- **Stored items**
//! Field system for block configuration
//!
//! Fields are the editable scalars shown on a block: free text, numbers and
//! dropdowns. Each definition carries a default, optional constraints, and a
//! UI hint for the editing surface.

use serde::{Deserialize, Serialize};
use std::borrow::Cow;

use crate::codegen::literals::format_number;

/// Field definition
#[derive(Debug, Clone, Serialize, Deserialize)]
pub struct FieldDefinition {
    /// Field name as used in the serialized tree (e.g. `VAR_NAME`)
    pub id: String,
    /// Field type
    pub field_type: FieldType,
    /// Field description
    pub description: String,
    /// Default value
    pub default_value: FieldValue,
    /// Optional constraints
    pub constraints: Option<FieldConstraints>,
    /// Optional UI hints
    pub ui_hint: Option<FieldUiHint>,
}

/// Field types
#[derive(Debug, Clone, Copy, PartialEq, Eq, Serialize, Deserialize)]
pub enum FieldType {
    /// Free text input
    Text,
    /// Numeric input
    Number,
    /// Fixed set of options
    Dropdown,
}

/// Field value as stored in the serialized tree
#[derive(Debug, Clone, PartialEq, Serialize, Deserialize)]
#[serde(untagged)]
pub enum FieldValue {
    /// Number value
    Number(f64),
    /// Text value (also used for dropdown option codes)
    Text(String),
}

impl FieldValue {
    /// Try to read as a number. Text is parsed leniently.
    pub fn as_number(&self) -> Option<f64> {
        match self {
            FieldValue::Number(n) => Some(*n),
            FieldValue::Text(s) => s.trim().parse().ok(),
        }
    }

    /// Read as text, formatting numbers the way the editor displays them
    pub fn to_text(&self) -> Cow<'_, str> {
        match self {
            FieldValue::Text(s) => Cow::Borrowed(s),
            FieldValue::Number(n) => Cow::Owned(format_number(*n)),
        }
    }
}

impl From<String> for FieldValue {
    fn from(s: String) -> Self {
        FieldValue::Text(s)
    }
}

impl From<&str> for FieldValue {
    fn from(s: &str) -> Self {
        FieldValue::Text(s.to_string())
    }
}

impl From<f64> for FieldValue {
    fn from(n: f64) -> Self {
        FieldValue::Number(n)
    }
}

impl From<i64> for FieldValue {
    fn from(i: i64) -> Self {
        FieldValue::Number(i as f64)
    }
}

/// A dropdown entry: what the user sees and what gets stored
#[derive(Debug, Clone, PartialEq, Eq, Serialize, Deserialize)]
pub struct DropdownOption {
    pub label: String,
    pub value: String,
}

impl DropdownOption {
    pub fn new(label: impl Into<String>, value: impl Into<String>) -> Self {
        Self {
            label: label.into(),
            value: value.into(),
        }
    }
}

/// Field constraints
#[derive(Debug, Clone, Default, Serialize, Deserialize)]
pub struct FieldConstraints {
    /// Minimum value (for numbers)
    pub min: Option<f64>,
    /// Maximum value (for numbers)
    pub max: Option<f64>,
    /// Allowed options (for dropdowns)
    pub options: Option<Vec<DropdownOption>>,
}

impl FieldConstraints {
    /// Create a new empty constraints object
    pub fn new() -> Self {
        Self::default()
    }

    /// Set minimum value
    pub fn with_min(mut self, min: f64) -> Self {
        self.min = Some(min);
        self
    }

    /// Set maximum value
    pub fn with_max(mut self, max: f64) -> Self {
        self.max = Some(max);
        self
    }

    /// Set allowed options
    pub fn with_options(mut self, options: Vec<DropdownOption>) -> Self {
        self.options = Some(options);
        self
    }

    fn clamp(&self, n: f64) -> f64 {
        let n = self.min.map_or(n, |min| n.max(min));
        self.max.map_or(n, |max| n.min(max))
    }

    fn allows(&self, code: &str) -> bool {
        self.options
            .as_ref()
            .map_or(true, |options| options.iter().any(|o| o.value == code))
    }
}

/// UI hints for field rendering
#[derive(Debug, Clone, Serialize, Deserialize)]
pub struct FieldUiHint {
    /// Widget type to use
    pub widget: WidgetType,
    /// Unit label
    pub unit: Option<String>,
}

impl FieldUiHint {
    /// Create a new UI hint with the specified widget
    pub fn new(widget: WidgetType) -> Self {
        Self {
            widget,
            unit: None,
        }
    }

    /// Set unit label
    pub fn with_unit(mut self, unit: impl Into<String>) -> Self {
        self.unit = Some(unit.into());
        self
    }
}

/// Widget types for UI rendering
#[derive(Debug, Clone, Copy, PartialEq, Eq, Serialize, Deserialize)]
pub enum WidgetType {
    /// Single-line text input
    TextInput,
    /// Number input
    NumberInput,
    /// Select dropdown
    Dropdown,
}

impl FieldDefinition {
    /// Free text field
    pub fn text(id: impl Into<String>, default: &str, description: impl Into<String>) -> Self {
        Self {
            id: id.into(),
            field_type: FieldType::Text,
            description: description.into(),
            default_value: FieldValue::from(default),
            constraints: None,
            ui_hint: Some(FieldUiHint::new(WidgetType::TextInput)),
        }
    }

    /// Number field
    pub fn number(id: impl Into<String>, default: f64, description: impl Into<String>) -> Self {
        Self {
            id: id.into(),
            field_type: FieldType::Number,
            description: description.into(),
            default_value: FieldValue::Number(default),
            constraints: None,
            ui_hint: Some(FieldUiHint::new(WidgetType::NumberInput)),
        }
    }

    /// Dropdown field; the default must be one of the option codes
    pub fn dropdown(
        id: impl Into<String>,
        options: Vec<DropdownOption>,
        default: &str,
        description: impl Into<String>,
    ) -> Self {
        Self {
            id: id.into(),
            field_type: FieldType::Dropdown,
            description: description.into(),
            default_value: FieldValue::from(default),
            constraints: Some(FieldConstraints::new().with_options(options)),
            ui_hint: Some(FieldUiHint::new(WidgetType::Dropdown)),
        }
    }

    pub fn with_constraints(mut self, constraints: FieldConstraints) -> Self {
        self.constraints = Some(constraints);
        self
    }

    pub fn with_ui_hint(mut self, ui_hint: FieldUiHint) -> Self {
        self.ui_hint = Some(ui_hint);
        self
    }

    /// Dropdown options, empty for other field types
    pub fn options(&self) -> &[DropdownOption] {
        self.constraints
            .as_ref()
            .and_then(|c| c.options.as_deref())
            .unwrap_or(&[])
    }

    /// Validate a value against the field type and constraints
    pub fn validate(&self, value: &FieldValue) -> ValidationResult {
        match self.field_type {
            FieldType::Text => ValidationResult::ok(),
            FieldType::Number => {
                let Some(n) = value.as_number() else {
                    return ValidationResult::error(format!("Field '{}' expects a number", self.id));
                };
                let mut result = ValidationResult::ok();
                if let Some(c) = &self.constraints {
                    if c.min.is_some_and(|min| n < min) || c.max.is_some_and(|max| n > max) {
                        result = ValidationResult::error(format!(
                            "Field '{}' value {} is out of range",
                            self.id,
                            format_number(n)
                        ));
                    }
                }
                result
            }
            FieldType::Dropdown => {
                let code = value.to_text();
                match &self.constraints {
                    Some(c) if !c.allows(&code) => ValidationResult::error(format!(
                        "Field '{}' has no option '{}'",
                        self.id, code
                    )),
                    _ => ValidationResult::ok(),
                }
            }
        }
    }

    /// Coerce a stored value into one the editor would accept.
    ///
    /// Missing or unparseable values take the default, numbers are clamped
    /// into range, and unknown dropdown codes revert to the default.
    pub fn conform(&self, value: Option<&FieldValue>) -> FieldValue {
        let Some(value) = value else {
            return self.default_value.clone();
        };
        match self.field_type {
            FieldType::Text => FieldValue::Text(value.to_text().into_owned()),
            FieldType::Number => match value.as_number() {
                Some(n) if !n.is_nan() => {
                    let n = self.constraints.as_ref().map_or(n, |c| c.clamp(n));
                    FieldValue::Number(n)
                }
                _ => self.default_value.clone(),
            },
            FieldType::Dropdown => {
                let code = value.to_text();
                match &self.constraints {
                    Some(c) if !c.allows(&code) => self.default_value.clone(),
                    _ => FieldValue::Text(code.into_owned()),
                }
            }
        }
    }
}

/// Validation result
#[derive(Debug, Clone)]
pub struct ValidationResult {
    /// Whether validation passed
    pub valid: bool,
    /// Error messages
    pub errors: Vec<String>,
}

impl ValidationResult {
    /// Create a successful validation result
    pub fn ok() -> Self {
        Self {
            valid: true,
            errors: Vec::new(),
        }
    }

    /// Create a validation result with an error
    pub fn error(msg: impl Into<String>) -> Self {
        Self {
            valid: false,
            errors: vec![msg.into()],
        }
    }

    /// Check if the validation has any errors
    pub fn has_errors(&self) -> bool {
        !self.errors.is_empty()
    }
}
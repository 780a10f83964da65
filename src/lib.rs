//! Block Flow - backend for a visual block-programming editor
//!
//! Users snap blocks together on a canvas into a tree-shaped workflow. This
//! crate provides the block catalog the editor offers, the generator that
//! turns a workspace into a JavaScript-like program, a sandboxed runner with
//! validation gates and a time limit, workspace persistence and the text
//! shown in the editor's code and output panels.

pub mod categories;
pub mod codegen;
pub mod config;
pub mod core;
pub mod editor;
pub mod runtime;
pub mod storage;
mod tests;

#[cfg(target_arch = "wasm32")]
pub mod wasm_api;

// Re-export commonly used types
pub use categories::BlockCategory;
pub use codegen::{GeneratedProgram, GenerationError};
pub use config::EditorConfig;
pub use core::{BlockCatalog, Node, NodeId, NodeKind, Workspace};
pub use editor::{EditorSession, Notification};
pub use runtime::{Runner, RunReport, WorkspaceValidator};

/// Library version
pub const VERSION: &str = env!("CARGO_PKG_VERSION");
//! Editor session
//!
//! Holds everything one editing surface works with: the workspace, the last
//! generated program, the text of both panels and the persistence store.
//! Each user action is a method that updates that state and returns the
//! notification to show. No action is fatal.

pub mod panels;

use serde::Serialize;
use tracing::{error, info, warn};

use crate::codegen::{self, GeneratedProgram};
use crate::config::EditorConfig;
use crate::core::node::Workspace;
use crate::core::registry::BlockCatalog;
use crate::runtime::engine::{ExecutionRecord, RunReport, Runner};
use crate::runtime::validation::{Diagnostic, Severity, WorkspaceValidator};
use crate::storage::{MemoryStorage, Storage, WorkspaceStore};

/// Prompt shown before clearing the workspace
pub const CLEAR_CONFIRM_PROMPT: &str =
    "⚠️ Are you sure you want to clear the workspace? This will remove all blocks and reset everything.";

#[derive(Debug, Clone, Copy, PartialEq, Eq, Serialize)]
#[serde(rename_all = "snake_case")]
pub enum NotificationLevel {
    Success,
    Info,
    Warning,
    Error,
}

#[derive(Debug, Clone, PartialEq, Eq, Serialize)]
pub struct Notification {
    pub level: NotificationLevel,
    pub message: String,
}

impl Notification {
    pub fn success(message: impl Into<String>) -> Self {
        Self::new(NotificationLevel::Success, message)
    }

    pub fn info(message: impl Into<String>) -> Self {
        Self::new(NotificationLevel::Info, message)
    }

    pub fn warning(message: impl Into<String>) -> Self {
        Self::new(NotificationLevel::Warning, message)
    }

    pub fn error(message: impl Into<String>) -> Self {
        Self::new(NotificationLevel::Error, message)
    }

    fn new(level: NotificationLevel, message: impl Into<String>) -> Self {
        Self {
            level,
            message: message.into(),
        }
    }
}

impl From<&Diagnostic> for Notification {
    fn from(diagnostic: &Diagnostic) -> Self {
        match diagnostic.severity {
            Severity::Warning => Notification::warning(diagnostic.message.clone()),
            Severity::Error => Notification::error(diagnostic.message.clone()),
        }
    }
}

pub struct EditorSession {
    catalog: BlockCatalog,
    workspace: Workspace,
    program: Option<GeneratedProgram>,
    diagnostic: Option<Diagnostic>,
    last_report: Option<RunReport>,
    code_panel: String,
    output_panel: String,
    store: WorkspaceStore,
    runner: Runner,
    autosave: bool,
}

impl EditorSession {
    pub fn new(config: EditorConfig, backend: Box<dyn Storage>) -> Self {
        Self {
            catalog: BlockCatalog::standard(),
            workspace: Workspace::new(),
            program: None,
            diagnostic: None,
            last_report: None,
            code_panel: panels::CODE_PLACEHOLDER.to_string(),
            output_panel: panels::OUTPUT_PLACEHOLDER.to_string(),
            store: WorkspaceStore::new(backend, config.storage),
            runner: Runner::new(config.runner),
            autosave: config.autosave,
        }
    }

    /// A session whose saves live only as long as it does
    pub fn in_memory(config: EditorConfig) -> Self {
        Self::new(config, Box::new(MemoryStorage::new()))
    }

    // ── Accessors ───────────────────────────────────────────────────────

    pub fn catalog(&self) -> &BlockCatalog {
        &self.catalog
    }

    pub fn workspace(&self) -> &Workspace {
        &self.workspace
    }

    pub fn program(&self) -> Option<&GeneratedProgram> {
        self.program.as_ref()
    }

    /// Diagnostic from the last generate, if it was rejected
    pub fn diagnostic(&self) -> Option<&Diagnostic> {
        self.diagnostic.as_ref()
    }

    pub fn last_report(&self) -> Option<&RunReport> {
        self.last_report.as_ref()
    }

    pub fn code_panel(&self) -> &str {
        &self.code_panel
    }

    pub fn output_panel(&self) -> &str {
        &self.output_panel
    }

    pub fn runner(&self) -> &Runner {
        &self.runner
    }

    // ── Actions ─────────────────────────────────────────────────────────

    /// Replace the workspace after an edit
    pub fn set_workspace(&mut self, mut workspace: Workspace) {
        self.catalog.conform(&mut workspace);
        self.workspace = workspace;
        if self.autosave {
            self.store.autosave(&self.workspace);
        }
    }

    /// Validate and generate. The previous program is discarded either way.
    pub fn generate(&mut self) -> Notification {
        self.program = None;
        self.diagnostic = None;

        if let Err(diagnostic) = WorkspaceValidator::validate(&self.workspace) {
            warn!(code = ?diagnostic.code, "workspace rejected");
            self.code_panel = diagnostic.placeholder.clone();
            let notification = Notification::from(&diagnostic);
            self.diagnostic = Some(diagnostic);
            return notification;
        }

        match codegen::generate(&self.workspace) {
            Ok(program) => {
                info!(bytes = program.display.len(), "code generated");
                self.code_panel = panels::code_view(&program.display);
                self.program = Some(program);
                Notification::success("✅ Code generated successfully!")
            }
            Err(e) => {
                error!(error = %e, "code generation failed");
                self.code_panel = panels::generation_error(&e.to_string());
                Notification::error(format!("❌ Error generating code: {e}"))
            }
        }
    }

    /// Execute the last generated program
    pub async fn run(&mut self) -> Notification {
        let Some(program) = self.program.as_ref() else {
            self.output_panel = panels::NO_CODE.to_string();
            return Notification::warning("⚠️ Please generate code first!");
        };

        let report = self.runner.run(program).await;
        self.output_panel = panels::render_report(&report);
        let notification = match &report.outcome {
            Ok(record) => Self::record_notification(record),
            Err(e) => Notification::error(format!("❌ Error executing workflow: {e}")),
        };
        self.last_report = Some(report);
        notification
    }

    /// Show a record produced by a host that executed the wrapped program
    pub fn show_record(&mut self, record: &ExecutionRecord) -> Notification {
        self.output_panel = panels::render_record(record);
        Self::record_notification(record)
    }

    /// Show an error raised outside the wrapper by a host execution
    pub fn show_execution_error(&mut self, message: &str) -> Notification {
        self.output_panel = panels::render_execution_error(message);
        Notification::error(format!("❌ Error executing workflow: {message}"))
    }

    /// Clear everything. Does nothing unless the user confirmed.
    pub fn clear(&mut self, confirmed: bool) -> Option<Notification> {
        if !confirmed {
            return None;
        }
        self.workspace.clear();
        self.program = None;
        self.diagnostic = None;
        self.last_report = None;
        self.code_panel = panels::CODE_PLACEHOLDER.to_string();
        self.output_panel = panels::OUTPUT_PLACEHOLDER.to_string();
        if self.autosave {
            self.store.autosave(&self.workspace);
        }
        info!("workspace cleared");
        Some(Notification::success("🗑️ Workspace cleared successfully!"))
    }

    pub fn save(&self) -> Notification {
        match self.store.save(&self.workspace) {
            Ok(_) => Notification::success("💾 Workflow saved successfully!"),
            Err(e) => {
                warn!(error = %e, "save failed");
                Notification::error(format!("❌ Error saving workflow: {e}"))
            }
        }
    }

    /// Replace the workspace with the saved one.
    ///
    /// `confirm` receives the prompt naming the save time; declining leaves
    /// everything untouched and shows nothing.
    pub fn load<F>(&mut self, confirm: F) -> Option<Notification>
    where
        F: FnOnce(&str) -> bool,
    {
        match self.store.load() {
            Ok(None) => Some(Notification::warning("⚠️ No saved workflow found!")),
            Ok(Some(saved)) => {
                let prompt = format!(
                    "Load saved workflow from {}?\nThis will replace your current workspace.",
                    saved.saved_at
                );
                if !confirm(&prompt) {
                    return None;
                }
                self.set_workspace(saved.workspace);
                info!(saved_at = %saved.saved_at, "workflow loaded");
                Some(Notification::success("📂 Workflow loaded successfully!"))
            }
            Err(e) => {
                warn!(error = %e, "load failed");
                Some(Notification::error(format!("❌ Error loading workflow: {e}")))
            }
        }
    }

    /// Restore the autosave into an empty workspace. Returns whether
    /// anything was restored.
    pub fn restore_autosave(&mut self) -> bool {
        if !self.workspace.is_empty() {
            return false;
        }
        match self.store.load_autosave() {
            Some(mut workspace) if !workspace.is_empty() => {
                self.catalog.conform(&mut workspace);
                self.workspace = workspace;
                info!("auto-saved workflow restored");
                true
            }
            _ => false,
        }
    }

    fn record_notification(record: &ExecutionRecord) -> Notification {
        if record.success {
            Notification::success("✅ Workflow executed successfully!")
        } else {
            Notification::warning("⚠️ Workflow completed with errors")
        }
    }
}

impl Default for EditorSession {
    fn default() -> Self {
        Self::in_memory(EditorConfig::default())
    }
}

#[cfg(test)]
mod tests {
    use super::*;
    use crate::core::node::Node;

    fn hello() -> Workspace {
        Workspace::new().with_block(Node::trigger().then(vec![
            Node::set_variable("x", Node::number(5.0)),
            Node::output(Node::variable("x")),
        ]))
    }

    #[tokio::test]
    async fn test_generate_then_run() {
        let mut session = EditorSession::default();
        session.set_workspace(hello());

        let notification = session.generate();
        assert_eq!(notification, Notification::success("✅ Code generated successfully!"));
        assert_eq!(
            session.code_panel(),
            "// Program Start\n\nvar x = 5;\nconsole.log(x);\n"
        );

        let notification = session.run().await;
        assert_eq!(notification.level, NotificationLevel::Success);
        assert_eq!(session.output_panel(), "5\n\n✅ Workflow completed successfully!");
    }

    #[tokio::test]
    async fn test_run_without_program() {
        let mut session = EditorSession::default();
        let notification = session.run().await;
        assert_eq!(notification, Notification::warning("⚠️ Please generate code first!"));
        assert_eq!(session.output_panel(), panels::NO_CODE);
    }

    #[test]
    fn test_rejected_generate_discards_program() {
        let mut session = EditorSession::default();
        session.set_workspace(hello());
        session.generate();
        assert!(session.program().is_some());

        session.set_workspace(Workspace::new().with_block(Node::trigger()));
        let notification = session.generate();
        assert_eq!(notification.level, NotificationLevel::Warning);
        assert!(session.program().is_none());
        assert!(session
            .code_panel()
            .starts_with("// ⚠️ WARNING: Trigger has no connected blocks"));
    }

    #[test]
    fn test_clear_requires_confirmation() {
        let mut session = EditorSession::default();
        session.set_workspace(hello());
        session.generate();

        assert_eq!(session.clear(false), None);
        assert!(!session.workspace().is_empty());
        assert!(session.program().is_some());

        let notification = session.clear(true).unwrap();
        assert_eq!(notification.message, "🗑️ Workspace cleared successfully!");
        assert!(session.workspace().is_empty());
        assert!(session.program().is_none());
        assert_eq!(session.code_panel(), panels::CODE_PLACEHOLDER);
        assert_eq!(session.output_panel(), panels::OUTPUT_PLACEHOLDER);
    }

    #[test]
    fn test_save_and_load_with_prompt() {
        let mut session = EditorSession::default();
        assert_eq!(
            session.load(|_| true),
            Some(Notification::warning("⚠️ No saved workflow found!"))
        );

        session.set_workspace(hello());
        assert_eq!(session.save().level, NotificationLevel::Success);
        session.clear(true);

        let mut seen = String::new();
        assert_eq!(
            session.load(|prompt| {
                seen = prompt.to_string();
                false
            }),
            None
        );
        assert!(seen.starts_with("Load saved workflow from "));
        assert!(seen.ends_with("?\nThis will replace your current workspace."));
        assert!(session.workspace().is_empty());

        let notification = session.load(|_| true).unwrap();
        assert_eq!(notification.message, "📂 Workflow loaded successfully!");
        assert_eq!(session.workspace().node_count(), 5);
    }

    #[test]
    fn test_show_host_results() {
        let mut session = EditorSession::default();
        let notification =
            session.show_record(&ExecutionRecord::failed(vec![], "boom"));
        assert_eq!(notification, Notification::warning("⚠️ Workflow completed with errors"));
        assert!(session.output_panel().starts_with("⚠️ No output generated\n\n❌ Runtime Error: boom"));

        let notification = session.show_execution_error("Unexpected token 'if'");
        assert_eq!(notification.level, NotificationLevel::Error);
        assert!(session
            .output_panel()
            .ends_with("💡 Tip: Code generation error. Try reconnecting your blocks."));
    }
}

- **YOUR TASK**
Keeping every character as it is, restate the lines above that run from the line with "with an error" through the line with "repository 780a10f83964da65", both included, and nothing else.

- **COMPLETED TASK**
    /// Create a validation result with an error
    pub fn error(msg: impl Into<String>) -> Self {
        Self {
            valid: false,
            errors: vec![msg.into()],
        }
    }

    /// Check if the validation has any errors
    pub fn has_errors(&self) -> bool {
        !self.errors.is_empty()
    }
}
repository 780a10f83964da65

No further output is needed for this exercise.